- [DATASET]:
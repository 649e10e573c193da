//! Pluckit query layer: path-bound accessors, predicates, and
//! collection indexing
//!
//! Builds on `pluckit-core`'s [`Path`](pluckit_core::Path) to offer:
//!
//! - [`Pluck`]: a path bound once, reused as getter, mapper, filter,
//!   or sort key over JSON values
//! - [`filters`]: predicate combinators and string matchers
//! - [`dict`]: fold a collection into a keyed container
//! - [`lookup`]: prebuilt constant-time key lookup with configurable
//!   missing-key policy
//!
//! ```
//! use pluckit_query::pluck;
//! use serde_json::json;
//!
//! let users = vec![
//!     json!({ "name": "Alice", "address": { "city": "Metropolis" } }),
//!     json!({ "name": "Bob" }),
//! ];
//!
//! let city = pluck("address.city").unwrap();
//! assert_eq!(city.get(&users[0]), Some(json!("Metropolis")));
//! assert_eq!(city.get(&users[1]), None);
//! ```

#![warn(missing_docs)]
#![warn(clippy::all)]

pub mod dict;
pub mod filters;
pub mod lookup;
pub mod pluck;

pub use dict::{build_dict, build_grouped_dict, build_grouped_index, build_index, DictKey, DictParams};
pub use filters::{
    and, is_not_null, matches_plucked_strings, matches_string, not, or, MatchOptions,
    PluckedStrings, PluckedStringsParams,
};
pub use lookup::{create_get_by_key, ErrorMessage, KeyedLookup, LookupError, LookupParams};
pub use pluck::{pluck, pluck_or, Pluck};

- [TASK INSTRUCTIONS]: From the records above, extract everything verbatim.

- [SOLUTION FOR THIS PROBLEM]:
repository 649e10e573c193da
//! Pluckit query layer: path-bound accessors, predicates, and
//! collection indexing
//!
//! Builds on `pluckit-core`'s [`Path`](pluckit_core::Path) to offer:
//!
//! - [`Pluck`]: a path bound once, reused as getter, mapper, filter,
//!   or sort key over JSON values
//! - [`filters`]: predicate combinators and string matchers
//! - [`dict`]: fold a collection into a keyed container
//! - [`lookup`]: prebuilt constant-time key lookup with configurable
//!   missing-key policy
//!
//! ```
//! use pluckit_query::pluck;
//! use serde_json::json;
//!
//! let users = vec![
//!     json!({ "name": "Alice", "address": { "city": "Metropolis" } }),
//!     json!({ "name": "Bob" }),
//! ];
//!
//! let city = pluck("address.city").unwrap();
//! assert_eq!(city.get(&users[0]), Some(json!("Metropolis")));
//! assert_eq!(city.get(&users[1]), None);
//! ```

#![warn(missing_docs)]
#![warn(clippy::all)]

pub mod dict;
pub mod filters;
pub mod lookup;
pub mod pluck;

pub use dict::{build_dict, build_grouped_dict, build_grouped_index, build_index, DictKey, DictParams};
pub use filters::{
    and, is_not_null, matches_plucked_strings, matches_string, not, or, MatchOptions,
    PluckedStrings, PluckedStringsParams,
};
pub use lookup::{create_get_by_key, ErrorMessage, KeyedLookup, LookupError, LookupParams};
pub use pluck::{pluck, pluck_or, Pluck};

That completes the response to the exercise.